[PROBLEM REQUIREMENTS] A bare count is the expected answer, namely the number of lines in the records that have the word "super".

━━━━━━━━

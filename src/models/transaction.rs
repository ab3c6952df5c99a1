//! Transaction model
//!
//! A single expense or income record. Identity and type are fixed at
//! construction; amount, date, category and description can be edited through
//! setters that each re-validate the field they change.

use chrono::{Duration, NaiveDate};
use serde::{Deserialize, Serialize};
use std::fmt;
use std::str::FromStr;

use super::ids::TransactionId;
use super::money::Money;
use crate::error::TrackerError;

/// Whether money left or entered the user's pocket
#[derive(Debug, Clone, Copy, PartialEq, Eq, Hash, Serialize, Deserialize)]
#[serde(rename_all = "lowercase")]
pub enum TransactionType {
    Expense,
    Income,
}

impl fmt::Display for TransactionType {
    fn fmt(&self, f: &mut fmt::Formatter<'_>) -> fmt::Result {
        match self {
            Self::Expense => write!(f, "EXPENSE"),
            Self::Income => write!(f, "INCOME"),
        }
    }
}

impl FromStr for TransactionType {
    type Err = TrackerError;

    fn from_str(s: &str) -> Result<Self, Self::Err> {
        match s.trim().to_lowercase().as_str() {
            "expense" | "e" => Ok(Self::Expense),
            "income" | "i" => Ok(Self::Income),
            other => Err(TrackerError::Validation(format!(
                "Unrecognized transaction type: '{}'. Use expense or income.",
                other
            ))),
        }
    }
}

/// A financial transaction
#[derive(Debug, Clone, PartialEq, Eq, Serialize, Deserialize)]
pub struct Transaction {
    id: TransactionId,
    #[serde(rename = "type")]
    kind: TransactionType,
    amount: Money,
    date: NaiveDate,
    category: String,
    description: String,
}

impl Transaction {
    /// Create a new transaction with a fresh ID
    pub fn new(
        kind: TransactionType,
        amount: Money,
        date: NaiveDate,
        category: impl Into<String>,
        description: impl Into<String>,
    ) -> Result<Self, TrackerError> {
        let amount = validate_amount(amount)?;
        let category = validate_text(category.into(), "Category")?;
        let description = validate_text(description.into(), "Description")?;

        Ok(Self {
            id: TransactionId::new(),
            kind,
            amount,
            date,
            category,
            description,
        })
    }

    /// Rebuild a previously persisted transaction under its original ID
    pub fn restore(
        id: TransactionId,
        kind: TransactionType,
        amount: Money,
        date: NaiveDate,
        category: impl Into<String>,
        description: impl Into<String>,
    ) -> Result<Self, TrackerError> {
        let mut txn = Self::new(kind, amount, date, category, description)?;
        txn.id = id;
        Ok(txn)
    }

    pub fn id(&self) -> &TransactionId {
        &self.id
    }

    pub fn kind(&self) -> TransactionType {
        self.kind
    }

    pub fn amount(&self) -> Money {
        self.amount
    }

    pub fn date(&self) -> NaiveDate {
        self.date
    }

    pub fn category(&self) -> &str {
        &self.category
    }

    pub fn description(&self) -> &str {
        &self.description
    }

    pub fn is_expense(&self) -> bool {
        self.kind == TransactionType::Expense
    }

    pub fn is_income(&self) -> bool {
        self.kind == TransactionType::Income
    }

    /// Set the amount; must be strictly positive
    pub fn set_amount(&mut self, amount: Money) -> Result<(), TrackerError> {
        self.amount = validate_amount(amount)?;
        Ok(())
    }

    pub fn set_date(&mut self, date: NaiveDate) {
        self.date = date;
    }

    /// Set the category; must not be blank
    pub fn set_category(&mut self, category: impl Into<String>) -> Result<(), TrackerError> {
        self.category = validate_text(category.into(), "Category")?;
        Ok(())
    }

    /// Set the description; must not be blank
    pub fn set_description(&mut self, description: impl Into<String>) -> Result<(), TrackerError> {
        self.description = validate_text(description.into(), "Description")?;
        Ok(())
    }

    /// Re-check every field invariant
    ///
    /// Construction and the setters already enforce these; this exists for
    /// records that arrive through deserialization.
    pub fn validate(&self) -> Result<(), TrackerError> {
        if self.id.as_str().trim().is_empty() {
            return Err(TrackerError::Validation(
                "Transaction ID cannot be empty.".into(),
            ));
        }
        validate_amount(self.amount)?;
        if self.category.trim().is_empty() {
            return Err(TrackerError::Validation("Category cannot be empty.".into()));
        }
        if self.description.trim().is_empty() {
            return Err(TrackerError::Validation(
                "Description cannot be empty.".into(),
            ));
        }
        Ok(())
    }

    /// Whether the date lies in the inclusive range `[start, end]`
    pub fn falls_within(&self, start: NaiveDate, end: NaiveDate) -> bool {
        start <= self.date && self.date <= end
    }
}

impl fmt::Display for Transaction {
    fn fmt(&self, f: &mut fmt::Formatter<'_>) -> fmt::Result {
        write!(
            f,
            "{} {} {} {} [{}]",
            self.date.format("%Y-%m-%d"),
            self.kind,
            self.amount,
            self.description,
            self.category
        )
    }
}

fn validate_amount(amount: Money) -> Result<Money, TrackerError> {
    if !amount.is_positive() {
        return Err(TrackerError::Validation("Amount must be positive.".into()));
    }
    if amount > Money::MAX_TRANSACTION {
        return Err(TrackerError::Validation(format!(
            "Amount cannot exceed {}.",
            Money::MAX_TRANSACTION
        )));
    }
    Ok(amount)
}

fn validate_text(value: String, field: &str) -> Result<String, TrackerError> {
    let trimmed = value.trim();
    if trimmed.is_empty() {
        return Err(TrackerError::Validation(format!(
            "{} cannot be empty.",
            field
        )));
    }
    Ok(trimmed.to_string())
}

/// Resolve a user-supplied date
///
/// Accepts the keywords `today`, `yesterday` and `tomorrow` (relative to
/// `today`) or an ISO `YYYY-MM-DD` date.
pub fn parse_transaction_date(input: &str, today: NaiveDate) -> Result<NaiveDate, TrackerError> {
    let trimmed = input.trim();
    match trimmed.to_lowercase().as_str() {
        "today" => Ok(today),
        "yesterday" => Ok(today - Duration::days(1)),
        "tomorrow" => Ok(today + Duration::days(1)),
        _ => NaiveDate::parse_from_str(trimmed, "%Y-%m-%d").map_err(|_| {
            TrackerError::Validation(
                "Invalid date format. Use YYYY-MM-DD, today, yesterday, or tomorrow.".into(),
            )
        }),
    }
}

#[cfg(test)]
mod tests {
    use super::*;

    fn date(y: i32, m: u32, d: u32) -> NaiveDate {
        NaiveDate::from_ymd_opt(y, m, d).unwrap()
    }

    fn coffee() -> Transaction {
        Transaction::new(
            TransactionType::Expense,
            Money::from_cents(550),
            date(2024, 1, 15),
            "food",
            "coffee",
        )
        .unwrap()
    }

    #[test]
    fn test_new_transaction() {
        let txn = coffee();
        assert_eq!(txn.kind(), TransactionType::Expense);
        assert_eq!(txn.amount(), Money::from_cents(550));
        assert_eq!(txn.date(), date(2024, 1, 15));
        assert_eq!(txn.category(), "food");
        assert_eq!(txn.description(), "coffee");
        assert!(txn.is_expense());
        assert!(txn.validate().is_ok());
    }

    #[test]
    fn test_new_assigns_distinct_ids() {
        assert_ne!(coffee().id(), coffee().id());
    }

    #[test]
    fn test_new_trims_text_fields() {
        let txn = Transaction::new(
            TransactionType::Income,
            Money::from_cents(100_000),
            date(2024, 1, 31),
            "  salary ",
            " January pay\t",
        )
        .unwrap();
        assert_eq!(txn.category(), "salary");
        assert_eq!(txn.description(), "January pay");
    }

    #[test]
    fn test_new_rejects_invalid_fields() {
        let d = date(2024, 1, 1);
        let kind = TransactionType::Expense;
        let cases = [
            Transaction::new(kind, Money::zero(), d, "food", "coffee"),
            Transaction::new(kind, Money::from_cents(-1), d, "food", "coffee"),
            Transaction::new(kind, Money::from_cents(100), d, "   ", "coffee"),
            Transaction::new(kind, Money::from_cents(100), d, "food", ""),
            Transaction::new(
                kind,
                Money::from_cents(Money::MAX_TRANSACTION.cents() + 1),
                d,
                "food",
                "coffee",
            ),
        ];
        for result in cases {
            assert!(result.unwrap_err().is_validation());
        }
    }

    #[test]
    fn test_amount_ceiling_is_inclusive() {
        let d = date(2024, 1, 1);
        let mut txn = Transaction::new(
            TransactionType::Income,
            Money::MAX_TRANSACTION,
            d,
            "windfall",
            "lottery",
        )
        .unwrap();

        let err = txn
            .set_amount(Money::from_cents(Money::MAX_TRANSACTION.cents() + 1))
            .unwrap_err();
        assert!(err.to_string().contains("Amount cannot exceed"));
        assert_eq!(txn.amount(), Money::MAX_TRANSACTION);
    }

    #[test]
    fn test_setters_validate_only_their_field() {
        let mut txn = coffee();

        assert!(txn.set_amount(Money::zero()).is_err());
        assert_eq!(txn.amount(), Money::from_cents(550));
        txn.set_amount(Money::from_cents(725)).unwrap();
        assert_eq!(txn.amount(), Money::from_cents(725));

        assert!(txn.set_category(" ").is_err());
        assert_eq!(txn.category(), "food");
        txn.set_category("drinks").unwrap();
        assert_eq!(txn.category(), "drinks");

        assert!(txn.set_description("").is_err());
        txn.set_description("latte").unwrap();
        assert_eq!(txn.description(), "latte");

        txn.set_date(date(2024, 2, 2));
        assert_eq!(txn.date(), date(2024, 2, 2));
    }

    #[test]
    fn test_restore_keeps_id() {
        let id = TransactionId::from_string("abc123").unwrap();
        let txn = Transaction::restore(
            id.clone(),
            TransactionType::Income,
            Money::from_cents(100),
            date(2024, 1, 1),
            "gift",
            "birthday",
        )
        .unwrap();
        assert_eq!(txn.id(), &id);
        assert!(txn.is_income());
    }

    #[test]
    fn test_falls_within_is_inclusive() {
        let txn = coffee();
        assert!(txn.falls_within(date(2024, 1, 15), date(2024, 1, 15)));
        assert!(txn.falls_within(date(2024, 1, 1), date(2024, 1, 31)));
        assert!(!txn.falls_within(date(2024, 1, 16), date(2024, 1, 31)));
    }

    #[test]
    fn test_validate_catches_bad_deserialized_record() {
        let json = r#"{"id":"abc","type":"expense","amount":0,"date":"2024-01-01","category":"x","description":"y"}"#;
        let txn: Transaction = serde_json::from_str(json).unwrap();
        assert!(txn.validate().unwrap_err().is_validation());
    }

    #[test]
    fn test_serialization() {
        let txn = coffee();
        let json = serde_json::to_string(&txn).unwrap();
        assert!(json.contains("\"type\":\"expense\""));
        let back: Transaction = serde_json::from_str(&json).unwrap();
        assert_eq!(back, txn);
    }

    #[test]
    fn test_type_parse_and_display() {
        assert_eq!("Income".parse::<TransactionType>().unwrap(), TransactionType::Income);
        assert_eq!("e".parse::<TransactionType>().unwrap(), TransactionType::Expense);
        assert!("transfer".parse::<TransactionType>().is_err());
        assert_eq!(TransactionType::Expense.to_string(), "EXPENSE");
    }

    #[test]
    fn test_parse_transaction_date_keywords() {
        let today = date(2024, 3, 1);
        assert_eq!(parse_transaction_date("today", today).unwrap(), today);
        assert_eq!(
            parse_transaction_date(" Yesterday ", today).unwrap(),
            date(2024, 2, 29)
        );
        assert_eq!(
            parse_transaction_date("TOMORROW", today).unwrap(),
            date(2024, 3, 2)
        );
    }

    #[test]
    fn test_parse_transaction_date_explicit() {
        let today = date(2024, 3, 1);
        assert_eq!(
            parse_transaction_date("2023-12-25", today).unwrap(),
            date(2023, 12, 25)
        );
        assert!(parse_transaction_date("25/12/2023", today).is_err());
        assert!(parse_transaction_date("2023-02-30", today).is_err());
    }

    #[test]
    fn test_display() {
        assert_eq!(
            format!("{}", coffee()),
            "2024-01-15 EXPENSE $5.50 coffee [food]"
        );
    }
}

━━━━━━━━

[RESPONSE TO THIS EXERCISE] 3